Breast milk specimens from HC [n = 17] and IBD [n = 31 for Crohn's disease [CD]; and n = 41 for ulcerative colitis [UC]; were collected at 3 and 6 months postpartum [PP3] and [PP6], respectively. Faecal samples were also collected. Cytokines and immunoglobulins [IgA/IgG/IgE] were analysed by multiplex Meso Scale Discovery [MSD] and commercial kits. Moreover, breast milk metabolites were analysed by 1H nuclear magnetic resonance [NMR].
We found that breast milk from IBD mothers showed significantly lower levels of IgA, sugar metabolite [lactose], and 2-aminobutyrate. In contrast, we observed that breast milk from mothers with IBD had increased levels of pro-inflammatory cytokines and higher energy metabolites [lactate and succinate] than milk from healthy mothers.
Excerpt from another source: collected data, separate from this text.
//! Magnitude evolution correction.
//!
//! Mock catalogues built on a fixed luminosity function miss the brightening
//! of galaxies with redshift. The correction
//! `m_evo = m - 0.8 * (atan(1.5 z) - 0.1489)` (MICECAT v2 prescription) is
//! added to the model magnitudes before any noise realisation.

use catalog::{Catalog, CatalogError, Column};
use log::info;
use ndarray::{Array1, ArrayView1, Zip};
use thiserror::Error;

/// Errors of the catalogue level evolution correction
#[derive(Error, Debug)]
pub enum EvolutionError {
    #[error("table does not contain any magnitude columns starting with '{0}'")]
    NoMagnitudeColumns(String),
    #[error(transparent)]
    Catalog(#[from] CatalogError),
}

/// Evolution corrected magnitude of an object at `redshift`
pub fn evolution_correction(mag: f64, redshift: f64) -> f64 {
    mag - 0.8 * ((1.5 * redshift).atan() - 0.1489)
}

/// Apply the correction column-wise, or copy the magnitudes unchanged if
/// `evolve` is false.
///
/// # Panics
/// If `mags` and `redshift` differ in length.
pub fn correct_magnitudes(
    mags: ArrayView1<f64>,
    redshift: ArrayView1<f64>,
    evolve: bool,
) -> Array1<f64> {
    if !evolve {
        return mags.to_owned();
    }
    Zip::from(&mags)
        .and(&redshift)
        .map_collect(|&m, &z| evolution_correction(m, z))
}

/// Build a table of `<name>_evo` columns for every column of `catalog` whose
/// name starts with `prefix`.
pub fn evolve_catalog(
    catalog: &Catalog,
    redshift_column: &str,
    prefix: &str,
    evolve: bool,
) -> Result<Catalog, EvolutionError> {
    let redshift = catalog.values_f64(redshift_column)?;

    let mag_columns: Vec<&str> = catalog
        .column_names()
        .filter(|name| name.starts_with(prefix) && *name != redshift_column)
        .collect();
    if mag_columns.is_empty() {
        return Err(EvolutionError::NoMagnitudeColumns(prefix.to_string()));
    }
    info!("found magnitude columns: {}", mag_columns.join(", "));

    let mut table = Catalog::new();
    for name in mag_columns {
        let mags = catalog.values_f64(name)?;
        let corrected = correct_magnitudes(mags.view(), redshift.view(), evolve);
        table.insert(
            format!("{name}_evo"),
            Column::from_f64(corrected)
                .with_unit("mag")
                .with_description("evolution corrected model magnitude"),
        )?;
    }
    Ok(table)
}
//! Self-describing JSON tables.
//!
//! Layout: `{"columns": [{"name", "dtype", "unit", "description", "data"}]}`.
//! JSON has no representation for NaN or infinities, so non-finite values are
//! written as `null` and read back as NaN.

use std::io::{Read, Write};

use ndarray::Array1;
use serde::{Deserialize, Serialize};

use crate::{Catalog, CatalogError, Column, ColumnData};

#[derive(Debug, Clone, Copy, Serialize, Deserialize)]
#[serde(rename_all = "lowercase")]
enum Dtype {
    Float32,
    Float64,
}

#[derive(Debug, Serialize, Deserialize)]
struct JsonColumn {
    name: String,
    dtype: Dtype,
    #[serde(default, skip_serializing_if = "Option::is_none")]
    unit: Option<String>,
    #[serde(default, skip_serializing_if = "Option::is_none")]
    description: Option<String>,
    data: Vec<Option<f64>>,
}

#[derive(Debug, Serialize, Deserialize)]
struct JsonTable {
    columns: Vec<JsonColumn>,
}

fn finite_or_none(value: f64) -> Option<f64> {
    value.is_finite().then_some(value)
}

impl From<(&str, &Column)> for JsonColumn {
    fn from((name, column): (&str, &Column)) -> Self {
        let (dtype, data) = match &column.data {
            ColumnData::Float64(arr) => (
                Dtype::Float64,
                arr.iter().map(|&v| finite_or_none(v)).collect(),
            ),
            ColumnData::Float32(arr) => (
                Dtype::Float32,
                arr.iter().map(|&v| finite_or_none(f64::from(v))).collect(),
            ),
        };
        JsonColumn {
            name: name.to_string(),
            dtype,
            unit: column.unit.clone(),
            description: column.description.clone(),
            data,
        }
    }
}

impl From<JsonColumn> for Column {
    fn from(json: JsonColumn) -> Self {
        let values = json.data.into_iter().map(|v| v.unwrap_or(f64::NAN));
        let data = match json.dtype {
            Dtype::Float64 => ColumnData::Float64(values.collect::<Array1<f64>>()),
            Dtype::Float32 => {
                ColumnData::Float32(values.map(|v| v as f32).collect::<Array1<f32>>())
            }
        };
        Column {
            data,
            unit: json.unit,
            description: json.description,
        }
    }
}

pub(super) fn read<R: Read>(reader: R) -> Result<Catalog, CatalogError> {
    let table: JsonTable = serde_json::from_reader(reader)?;

    let mut catalog = Catalog::new();
    for json_column in table.columns {
        let name = json_column.name.clone();
        catalog.insert(name, Column::from(json_column))?;
    }
    Ok(catalog)
}

pub(super) fn write<W: Write>(catalog: &Catalog, writer: W) -> Result<(), CatalogError> {
    let table = JsonTable {
        columns: catalog.iter().map(JsonColumn::from).collect(),
    };
    serde_json::to_writer(writer, &table)?;
    Ok(())
}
In addition, we noticed that the type of treatment [5-aminosalicylic acid versus biologics] influenced the milk cytokines and metabolites profile.
The reduction in immunoprotective components of IBD breast milk such as sIgA and lactose theoretically may modulate the potential protective effects of breastfeeding. On the other hand, presence of higher levels of pro-inflammatory cytokines, lactate, and succinate may predispose the offspring to an inflammatory condition or impact on the gut microbiome. Better understanding of the role of succinate in infants and its potential effects on microbiome or mucosal immunity merits further investigations.
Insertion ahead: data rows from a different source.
//! Catalogue table storage.
//!
//! Tables are read whole into memory and written whole, overwriting any file
//! already present at the destination. CSV and JSON also work on arbitrary
//! readers and writers; FITS needs a file on disk.

mod csv_table;
mod fits_table;
mod json_table;

use std::fmt;
use std::fs::File;
use std::io::{BufReader, BufWriter, Read, Write};
use std::path::Path;
use std::str::FromStr;

use log::debug;
use thiserror::Error;

use crate::{Catalog, CatalogError};

/// On-disk table formats
#[derive(Debug, Clone, Copy, PartialEq, Eq, Default)]
pub enum TableFormat {
    /// Comma separated values with a header row of column names
    #[default]
    Csv,
    /// Self-describing JSON keeping column dtype, unit and description
    Json,
    /// FITS file with one named image extension per column
    Fits,
}

/// A format name that is not one of the [`TableFormat`]s
#[derive(Error, Debug, Clone, PartialEq, Eq)]
#[error("unknown table format '{0}' (expected one of: csv, json, fits)")]
pub struct UnknownFormat(pub String);

impl FromStr for TableFormat {
    type Err = UnknownFormat;

    fn from_str(s: &str) -> Result<Self, Self::Err> {
        match s.trim().to_ascii_lowercase().as_str() {
            "csv" => Ok(TableFormat::Csv),
            "json" => Ok(TableFormat::Json),
            "fits" | "fit" => Ok(TableFormat::Fits),
            _ => Err(UnknownFormat(s.to_string())),
        }
    }
}

impl fmt::Display for TableFormat {
    fn fmt(&self, f: &mut fmt::Formatter<'_>) -> fmt::Result {
        match self {
            TableFormat::Csv => write!(f, "csv"),
            TableFormat::Json => write!(f, "json"),
            TableFormat::Fits => write!(f, "fits"),
        }
    }
}

/// Parse a table from any reader.
///
/// Fails with `CatalogError::RequiresFile` for [`TableFormat::Fits`].
pub fn read_catalog<R: Read>(reader: R, format: TableFormat) -> Result<Catalog, CatalogError> {
    match format {
        TableFormat::Csv => csv_table::read(reader),
        TableFormat::Json => json_table::read(reader),
        TableFormat::Fits => Err(CatalogError::RequiresFile(format.to_string())),
    }
}

/// Serialise a table to any writer.
///
/// Fails with `CatalogError::RequiresFile` for [`TableFormat::Fits`].
pub fn write_catalog_to<W: Write>(
    catalog: &Catalog,
    writer: W,
    format: TableFormat,
) -> Result<(), CatalogError> {
    match format {
        TableFormat::Csv => csv_table::write(catalog, writer),
        TableFormat::Json => json_table::write(catalog, writer),
        TableFormat::Fits => Err(CatalogError::RequiresFile(format.to_string())),
    }
}

/// Load a table from disk and check that all `required` columns exist.
///
/// # Errors
/// * `CatalogError::Io` - the file cannot be opened
/// * `CatalogError::MissingColumn` - the first required column not present
/// * format specific parse errors
pub fn load_catalog<P: AsRef<Path>, S: AsRef<str>>(
    path: P,
    format: TableFormat,
    required: &[S],
) -> Result<Catalog, CatalogError> {
    let path = path.as_ref();
    let catalog = match format {
        TableFormat::Fits => {
            std::fs::metadata(path).map_err(|e| CatalogError::io(path, e))?;
            fits_table::read(path)?
        }
        _ => {
            let file = File::open(path).map_err(|e| CatalogError::io(path, e))?;
            read_catalog(BufReader::new(file), format)?
        }
    };
    catalog.require(required)?;

    debug!(
        "loaded {} rows x {} columns from {}",
        catalog.len(),
        catalog.num_columns(),
        path.display()
    );
    Ok(catalog)
}

/// Write a table to disk, replacing any existing file at `path`
pub fn write_catalog<P: AsRef<Path>>(
    catalog: &Catalog,
    path: P,
    format: TableFormat,
) -> Result<(), CatalogError> {
    let path = path.as_ref();
    if format == TableFormat::Fits {
        return fits_table::write(catalog, path);
    }
    let file = File::create(path).map_err(|e| CatalogError::io(path, e))?;
    let mut writer = BufWriter::new(file);
    write_catalog_to(catalog, &mut writer, format)?;
    writer.flush().map_err(|e| CatalogError::io(path, e))
}
impl<N: NormalSource> PhotometryRealisation<N> {
    /// Engine drawing from an explicit noise source; `config.seed` is ignored
    pub fn with_noise(config: RealisationConfig, noise: N) -> Result<Self, RealisationError> {
        config.validate()?;
        Ok(Self { config, noise })
    }

    pub fn config(&self) -> &RealisationConfig {
        &self.config
    }

    /// Realise one filter.
    ///
    /// Consumes exactly one deviate per object, in row order. `sn_factor`
    /// values must lie in `(0, 1]` (see [`check_sn_factors`]).
    ///
    /// # Panics
    /// If `sn_factor` is given with a different length than `model_mags`.
    pub fn realise_filter(
        &mut self,
        model_mags: ArrayView1<f64>,
        limit: f64,
        sn_factor: Option<ArrayView1<f64>>,
    ) -> FilterRealisation {
        let cfg = &self.config;
        let n = model_mags.len();

        let flux = model_mags.mapv(mag_to_flux);
        let point_source_err = mag_to_flux(limit) / cfg.significance;
        let flux_err = match sn_factor {
            Some(factors) => {
                assert_eq!(
                    factors.len(),
                    n,
                    "S/N factor length must match number of objects"
                );
                factors.mapv(|c| point_source_err / c)
            }
            None => Array1::from_elem(n, point_source_err),
        };

        let draws: Array1<f64> = (0..n).map(|_| self.noise.standard_normal()).collect();
        let real_flux =
            (&flux + &(&flux_err * &draws)).mapv(|f| if f <= 0.0 { FLUX_FLOOR } else { f });

        let real_mag = real_flux.mapv(flux_to_mag);
        let sn = Zip::from(&real_flux)
            .and(&flux_err)
            .map_collect(|&f, &e| (f / e).max(cfg.sn_limit));

        let not_detected = Zip::from(&real_mag).and(&sn).map_collect(|&m, &s| {
            s < cfg.sn_detect || m < MIN_VALID_MAGNITUDE || m.is_nan()
        });
        let limit_err = one_sigma_limit(limit, cfg.significance);

        let magnitude = Zip::from(&real_mag)
            .and(&not_detected)
            .map_collect(|&m, &nd| (if nd { NON_DETECTION_MAGNITUDE } else { m }) as f32);
        let magnitude_error = Zip::from(&sn)
            .and(&not_detected)
            .map_collect(|&s, &nd| (if nd { limit_err } else { sn_to_mag_err(s) }) as f32);
        let detected = not_detected.iter().filter(|&&nd| !nd).count();

        FilterRealisation {
            magnitude,
            magnitude_error,
            detected,
        }
    }

    /// Realise every filter of `catalog` into a new table.
    ///
    /// Columns are validated and S/N factors range checked before the first
    /// draw, so a failing run consumes no randomness and produces nothing.
    /// Filters are processed in the given order; the output holds an observed
    /// magnitude and error column per filter, named by `naming`.
    pub fn realise_catalog(
        &mut self,
        catalog: &Catalog,
        filters: &[FilterSpec],
        naming: &dyn OutputNaming,
    ) -> Result<RealisedCatalog, RealisationError> {
        catalog.require(&required_columns(filters))?;
        let outputs = output_columns(filters, naming)?;

        let mut inputs = Vec::with_capacity(filters.len());
        for spec in filters {
            let mags = catalog.values_f64(&spec.column)?;
            let factors = match &spec.sn_factor {
                Some(column) => {
                    let factors = catalog.values_f64(column)?;
                    check_sn_factors(column, factors.view())?;
                    Some(factors)
                }
                None => None,
            };
            inputs.push((spec, mags, factors));
        }

        let mut table = Catalog::new();
        let mut summaries = Vec::with_capacity(filters.len());
        for ((spec, mags, factors), names) in inputs.into_iter().zip(outputs) {
            info!("processing filter '{}'", spec.column);
            let result = self.realise_filter(
                mags.view(),
                spec.limit,
                factors.as_ref().map(|f| f.view()),
            );
            info!(
                "filter '{}': {} / {} objects detected",
                spec.column,
                result.detected,
                result.len()
            );
            summaries.push(FilterSummary {
                filter: spec.column.clone(),
                observed_column: names.observed.clone(),
                detected: result.detected,
                total: result.len(),
            });

            table.insert(
                names.observed,
                Column::from_f32(result.magnitude)
                    .with_unit("mag")
                    .with_description("realisation of model magnitude"),
            )?;
            table.insert(
                names.error,
                Column::from_f32(result.magnitude_error)
                    .with_unit("mag")
                    .with_description("error of realisation of model magnitude"),
            )?;
        }
        Ok(RealisedCatalog { table, summaries })
    }
}

fn output_columns(
    filters: &[FilterSpec],
    naming: &dyn OutputNaming,
) -> Result<Vec<OutputColumns>, RealisationError> {
    let mut outputs: Vec<OutputColumns> = Vec::with_capacity(filters.len());
    for spec in filters {
        let names = naming.output_columns(&spec.column).ok_or_else(|| {
            RealisationError::Configuration(format!(
                "no output column names for filter '{}'",
                spec.column
            ))
        })?;
        let taken = outputs
            .iter()
            .flat_map(|o| [&o.observed, &o.error])
            .any(|n| *n == names.observed || *n == names.error);
        if taken || names.observed == names.error {
            return Err(RealisationError::Configuration(format!(
                "output columns for filter '{}' clash: {} / {}",
                spec.column, names.observed, names.error
            )));
        }
        outputs.push(names);
    }
    Ok(outputs)
}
对于患有炎症性肠病(IBD)的女性,尚不清楚 IBD 或 IBD 治疗如何影响其母乳成分。我们旨在研究健康对照组(HC)与 IBD 母亲的母乳成分在抗体、细胞因子和代谢物方面是否存在差异,以确定 IBD 母乳对新生儿免疫系统的潜在影响。
分别在产后 3 个月(PP3)和 6 个月(PP6)收集 17 名 HC 和 31 名克罗恩病(CD)、41 名溃疡性结肠炎(UC)IBD 母亲的母乳标本。还收集了粪便样本。通过 Meso Scale Discovery(MSD)和商业试剂盒分析细胞因子和免疫球蛋白(IgA/IgG/IgE)。此外,通过 1H 核磁共振(NMR)分析母乳代谢物。
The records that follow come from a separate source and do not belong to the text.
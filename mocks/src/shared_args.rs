use crate::noise::DEFAULT_SEED;
use crate::photometry::RealisationConfig;
use catalog::TableFormat;
use clap::{Args, Parser};
use std::path::PathBuf;

/// Input / output table arguments shared by all catalogue tools
#[derive(Args, Debug, Clone)]
pub struct TableIoArgs {
    /// File path of input data table
    #[arg(short, long)]
    pub input: PathBuf,

    /// Format of the input table (csv, json, fits)
    #[arg(long, default_value = "csv")]
    pub i_format: TableFormat,

    /// File path of output table, overwritten if it exists
    #[arg(short, long)]
    pub output: PathBuf,

    /// Format of the output table (csv, json, fits)
    #[arg(long, default_value = "csv")]
    pub o_format: TableFormat,
}

/// Create a data table with a photometry realisation based on a table with
/// simulated model magnitudes and observational detection limits
#[derive(Parser, Debug, Clone)]
#[command(name = "photometry_realisation", version)]
pub struct RealisationArgs {
    #[command(flatten)]
    pub io: TableIoArgs,

    /// List of table column names providing model magnitudes
    #[arg(long, num_args = 1.., required = true)]
    pub filters: Vec<String>,

    /// Magnitude limits for each entry in --filters
    #[arg(long, num_args = 1.., required = true)]
    pub limits: Vec<f64>,

    /// Significance of detection against magnitude limits
    #[arg(long, default_value_t = 1.0)]
    pub significance: f64,

    /// Lower numerical limit for the signal-to-noise ratio
    #[arg(long, default_value_t = 0.2)]
    pub sn_limit: f64,

    /// Limiting signal-to-noise ratio for object detection
    #[arg(long, default_value_t = 1.0)]
    pub sn_detect: f64,

    /// List of table column names of correction factors for the
    /// signal-to-noise ratio of extended sources, one for each --filters
    #[arg(long, num_args = 1..)]
    pub sn_factors: Option<Vec<String>>,

    /// String to seed the random generator
    #[arg(long, default_value = DEFAULT_SEED)]
    pub seed: String,

    /// Explicit observed magnitude column names, one for each --filters
    /// (default: derived from the filter column names)
    #[arg(long, num_args = 1.., requires = "obserr_names")]
    pub obs_names: Option<Vec<String>>,

    /// Explicit observed magnitude error column names, one for each --filters
    #[arg(long, num_args = 1.., requires = "obs_names")]
    pub obserr_names: Option<Vec<String>>,
}

impl RealisationArgs {
    /// Noise model parameters selected on the command line
    pub fn config(&self) -> RealisationConfig {
        RealisationConfig {
            significance: self.significance,
            sn_limit: self.sn_limit,
            sn_detect: self.sn_detect,
            seed: self.seed.clone(),
        }
    }
}

/// Apply the magnitude evolution correction to all model magnitude columns
#[derive(Parser, Debug, Clone)]
#[command(name = "mag_evolution", version)]
pub struct EvolutionArgs {
    #[command(flatten)]
    pub io: TableIoArgs,

    /// Column name of the true galaxy redshift
    #[arg(long, default_value = "redshift")]
    pub redshift: String,

    /// Prefix selecting the model magnitude columns
    #[arg(long, default_value = "mag")]
    pub prefix: String,

    /// Apply the evolution correction (false copies magnitudes unchanged)
    #[arg(long, default_value_t = true, action = clap::ArgAction::Set)]
    pub evo: bool,
}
我们发现 IBD 母亲的母乳中 IgA、糖代谢物(乳糖)和 2-氨基丁酸水平显著降低。相比之下,我们发现 IBD 母亲的母乳中促炎细胞因子水平升高,而与健康母亲的母乳相比,能量代谢物(乳酸和琥珀酸)更高。此外,我们注意到治疗类型(5-氨基水杨酸与生物制剂)影响母乳细胞因子和代谢物谱。
IBD 母乳中免疫保护成分(如 sIgA 和乳糖)的减少理论上可能会改变母乳喂养的潜在保护作用。另一方面,更高水平的促炎细胞因子、乳酸和琥珀酸可能使后代易患炎症状态或对肠道微生物组产生影响。更好地了解琥珀酸在婴儿中的作用及其对微生物组或黏膜免疫的潜在影响值得进一步研究。